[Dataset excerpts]
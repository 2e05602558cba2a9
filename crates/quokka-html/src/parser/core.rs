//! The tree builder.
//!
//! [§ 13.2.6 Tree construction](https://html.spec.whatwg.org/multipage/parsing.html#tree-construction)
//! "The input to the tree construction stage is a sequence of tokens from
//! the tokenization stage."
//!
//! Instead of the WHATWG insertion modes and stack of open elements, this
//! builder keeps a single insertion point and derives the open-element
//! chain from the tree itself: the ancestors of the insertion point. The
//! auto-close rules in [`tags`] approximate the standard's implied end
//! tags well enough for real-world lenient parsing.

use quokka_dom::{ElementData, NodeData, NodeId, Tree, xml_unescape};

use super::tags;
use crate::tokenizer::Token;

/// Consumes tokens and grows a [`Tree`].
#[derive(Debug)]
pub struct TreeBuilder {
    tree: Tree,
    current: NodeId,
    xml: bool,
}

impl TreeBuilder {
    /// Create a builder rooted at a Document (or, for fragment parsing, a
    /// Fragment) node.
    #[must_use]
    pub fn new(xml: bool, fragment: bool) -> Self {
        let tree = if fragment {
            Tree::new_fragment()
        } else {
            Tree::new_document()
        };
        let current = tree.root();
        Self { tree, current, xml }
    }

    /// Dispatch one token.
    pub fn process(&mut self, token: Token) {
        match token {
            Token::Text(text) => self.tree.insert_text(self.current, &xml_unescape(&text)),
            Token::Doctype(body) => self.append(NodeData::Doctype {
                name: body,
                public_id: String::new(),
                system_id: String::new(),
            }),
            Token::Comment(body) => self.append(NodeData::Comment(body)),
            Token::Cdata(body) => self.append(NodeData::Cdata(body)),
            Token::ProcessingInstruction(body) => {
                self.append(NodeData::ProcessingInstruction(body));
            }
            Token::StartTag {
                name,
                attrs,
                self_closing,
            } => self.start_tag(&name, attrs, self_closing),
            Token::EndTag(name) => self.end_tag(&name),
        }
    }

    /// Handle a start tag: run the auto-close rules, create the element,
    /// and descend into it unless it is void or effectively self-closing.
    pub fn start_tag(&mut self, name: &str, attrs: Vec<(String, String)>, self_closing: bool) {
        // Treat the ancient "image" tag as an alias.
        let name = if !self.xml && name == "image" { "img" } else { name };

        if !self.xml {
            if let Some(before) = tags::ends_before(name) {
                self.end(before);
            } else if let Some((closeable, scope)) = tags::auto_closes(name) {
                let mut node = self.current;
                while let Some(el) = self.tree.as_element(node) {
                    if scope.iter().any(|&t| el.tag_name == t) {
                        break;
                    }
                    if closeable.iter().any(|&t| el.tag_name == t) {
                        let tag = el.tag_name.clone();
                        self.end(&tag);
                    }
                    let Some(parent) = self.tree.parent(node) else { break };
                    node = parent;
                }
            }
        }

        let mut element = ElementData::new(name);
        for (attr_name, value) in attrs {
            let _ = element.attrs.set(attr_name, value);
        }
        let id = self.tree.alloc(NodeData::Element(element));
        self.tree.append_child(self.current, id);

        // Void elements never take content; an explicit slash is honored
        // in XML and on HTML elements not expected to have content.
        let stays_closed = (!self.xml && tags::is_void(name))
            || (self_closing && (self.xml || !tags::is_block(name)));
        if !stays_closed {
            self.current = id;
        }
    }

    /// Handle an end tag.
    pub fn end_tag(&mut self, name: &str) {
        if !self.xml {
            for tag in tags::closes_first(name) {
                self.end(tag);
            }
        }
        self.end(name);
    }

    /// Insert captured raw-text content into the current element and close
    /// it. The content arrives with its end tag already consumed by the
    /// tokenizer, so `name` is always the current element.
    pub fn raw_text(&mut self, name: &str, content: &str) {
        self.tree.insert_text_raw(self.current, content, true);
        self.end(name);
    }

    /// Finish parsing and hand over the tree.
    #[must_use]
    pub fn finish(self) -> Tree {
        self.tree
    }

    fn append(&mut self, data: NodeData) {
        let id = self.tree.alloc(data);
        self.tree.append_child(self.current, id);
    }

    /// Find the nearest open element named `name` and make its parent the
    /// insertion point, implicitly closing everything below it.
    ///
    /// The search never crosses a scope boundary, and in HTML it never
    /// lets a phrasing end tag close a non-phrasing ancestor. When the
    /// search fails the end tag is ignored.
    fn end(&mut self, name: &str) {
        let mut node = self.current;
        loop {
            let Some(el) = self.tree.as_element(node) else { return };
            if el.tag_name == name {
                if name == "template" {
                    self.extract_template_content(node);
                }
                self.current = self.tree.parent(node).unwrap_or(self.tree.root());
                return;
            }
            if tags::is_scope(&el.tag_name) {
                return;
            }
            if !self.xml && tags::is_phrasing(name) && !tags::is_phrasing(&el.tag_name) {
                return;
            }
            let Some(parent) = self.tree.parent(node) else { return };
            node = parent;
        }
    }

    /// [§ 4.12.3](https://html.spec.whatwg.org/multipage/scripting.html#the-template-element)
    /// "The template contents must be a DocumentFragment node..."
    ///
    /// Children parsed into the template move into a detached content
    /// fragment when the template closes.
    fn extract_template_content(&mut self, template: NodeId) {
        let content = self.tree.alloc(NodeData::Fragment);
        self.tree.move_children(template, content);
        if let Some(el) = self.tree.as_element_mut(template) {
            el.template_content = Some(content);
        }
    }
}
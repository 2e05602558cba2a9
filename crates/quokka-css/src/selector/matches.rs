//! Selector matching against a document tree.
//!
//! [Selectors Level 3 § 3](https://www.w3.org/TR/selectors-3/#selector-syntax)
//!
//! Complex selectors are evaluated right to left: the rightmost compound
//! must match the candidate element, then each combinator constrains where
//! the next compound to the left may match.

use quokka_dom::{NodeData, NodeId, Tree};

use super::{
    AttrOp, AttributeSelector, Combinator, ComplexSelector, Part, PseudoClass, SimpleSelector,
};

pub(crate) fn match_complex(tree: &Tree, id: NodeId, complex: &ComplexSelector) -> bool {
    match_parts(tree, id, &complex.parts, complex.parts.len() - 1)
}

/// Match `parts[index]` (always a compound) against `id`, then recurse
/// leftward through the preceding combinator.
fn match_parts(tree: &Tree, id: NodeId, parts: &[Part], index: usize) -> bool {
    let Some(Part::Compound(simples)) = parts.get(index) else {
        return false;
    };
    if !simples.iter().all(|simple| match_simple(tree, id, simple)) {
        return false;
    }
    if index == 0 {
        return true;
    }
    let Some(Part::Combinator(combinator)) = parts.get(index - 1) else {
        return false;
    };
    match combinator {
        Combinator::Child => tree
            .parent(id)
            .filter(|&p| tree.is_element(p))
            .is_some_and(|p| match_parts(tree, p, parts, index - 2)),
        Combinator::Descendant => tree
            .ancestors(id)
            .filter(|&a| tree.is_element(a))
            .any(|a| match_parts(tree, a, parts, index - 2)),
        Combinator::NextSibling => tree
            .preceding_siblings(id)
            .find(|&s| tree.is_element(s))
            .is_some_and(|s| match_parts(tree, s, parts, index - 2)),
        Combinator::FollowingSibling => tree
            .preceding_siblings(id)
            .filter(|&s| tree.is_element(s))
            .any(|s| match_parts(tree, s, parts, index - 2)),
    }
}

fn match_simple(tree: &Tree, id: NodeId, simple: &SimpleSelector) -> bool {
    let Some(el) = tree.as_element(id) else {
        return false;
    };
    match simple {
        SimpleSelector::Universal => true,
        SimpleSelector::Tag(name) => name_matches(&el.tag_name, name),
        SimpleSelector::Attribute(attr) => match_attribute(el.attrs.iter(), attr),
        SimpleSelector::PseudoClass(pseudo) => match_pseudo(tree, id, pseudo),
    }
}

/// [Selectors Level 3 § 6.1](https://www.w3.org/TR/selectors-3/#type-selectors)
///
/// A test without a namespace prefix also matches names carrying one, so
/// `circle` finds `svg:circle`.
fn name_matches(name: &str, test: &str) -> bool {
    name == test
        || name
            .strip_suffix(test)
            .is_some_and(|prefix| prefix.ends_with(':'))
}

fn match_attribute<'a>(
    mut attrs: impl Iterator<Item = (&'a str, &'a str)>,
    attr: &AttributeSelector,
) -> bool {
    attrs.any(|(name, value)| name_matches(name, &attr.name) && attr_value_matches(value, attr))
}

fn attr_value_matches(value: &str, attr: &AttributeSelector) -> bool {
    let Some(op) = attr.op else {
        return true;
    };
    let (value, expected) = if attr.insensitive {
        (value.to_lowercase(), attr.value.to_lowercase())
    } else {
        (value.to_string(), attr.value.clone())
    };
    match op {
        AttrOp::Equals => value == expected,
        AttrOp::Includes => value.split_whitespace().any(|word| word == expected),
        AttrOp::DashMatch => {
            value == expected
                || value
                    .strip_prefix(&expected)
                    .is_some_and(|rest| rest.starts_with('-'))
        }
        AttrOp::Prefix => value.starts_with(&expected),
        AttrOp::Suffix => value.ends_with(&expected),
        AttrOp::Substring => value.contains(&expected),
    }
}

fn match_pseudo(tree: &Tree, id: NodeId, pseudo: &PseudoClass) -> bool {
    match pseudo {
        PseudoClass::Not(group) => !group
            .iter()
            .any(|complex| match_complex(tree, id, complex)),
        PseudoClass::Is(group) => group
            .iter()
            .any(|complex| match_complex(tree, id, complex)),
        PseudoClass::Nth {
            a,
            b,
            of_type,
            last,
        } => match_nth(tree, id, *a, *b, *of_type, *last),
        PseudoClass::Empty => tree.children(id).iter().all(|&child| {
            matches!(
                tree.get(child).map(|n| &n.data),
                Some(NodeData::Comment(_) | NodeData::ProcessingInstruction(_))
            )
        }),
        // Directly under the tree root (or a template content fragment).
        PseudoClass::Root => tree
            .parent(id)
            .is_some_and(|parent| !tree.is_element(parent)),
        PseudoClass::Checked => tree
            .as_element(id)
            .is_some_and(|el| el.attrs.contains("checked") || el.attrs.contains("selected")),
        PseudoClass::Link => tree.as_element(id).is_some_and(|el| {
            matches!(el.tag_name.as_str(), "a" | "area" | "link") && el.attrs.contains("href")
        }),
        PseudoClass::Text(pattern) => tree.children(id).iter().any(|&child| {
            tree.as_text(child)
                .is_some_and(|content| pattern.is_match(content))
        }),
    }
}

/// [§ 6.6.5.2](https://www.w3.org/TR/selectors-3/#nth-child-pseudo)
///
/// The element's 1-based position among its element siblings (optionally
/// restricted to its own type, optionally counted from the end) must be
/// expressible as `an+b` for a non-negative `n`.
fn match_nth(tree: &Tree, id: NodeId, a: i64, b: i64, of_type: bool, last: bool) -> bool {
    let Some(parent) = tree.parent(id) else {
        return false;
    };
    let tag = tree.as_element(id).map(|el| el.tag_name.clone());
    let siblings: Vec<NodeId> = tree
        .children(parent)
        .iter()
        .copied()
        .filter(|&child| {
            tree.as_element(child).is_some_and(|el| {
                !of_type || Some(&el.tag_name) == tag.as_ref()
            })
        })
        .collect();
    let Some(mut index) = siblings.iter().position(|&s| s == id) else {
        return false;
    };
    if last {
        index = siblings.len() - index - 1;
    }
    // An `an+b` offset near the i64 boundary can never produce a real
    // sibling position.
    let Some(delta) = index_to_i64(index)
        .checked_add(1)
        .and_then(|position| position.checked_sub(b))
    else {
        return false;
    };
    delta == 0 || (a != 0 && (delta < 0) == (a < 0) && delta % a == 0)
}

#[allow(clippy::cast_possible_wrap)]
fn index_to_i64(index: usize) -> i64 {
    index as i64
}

_To do_
Give the number of lines in the records that hold the word "filter", with no other words.

_Reply to the exercise_
4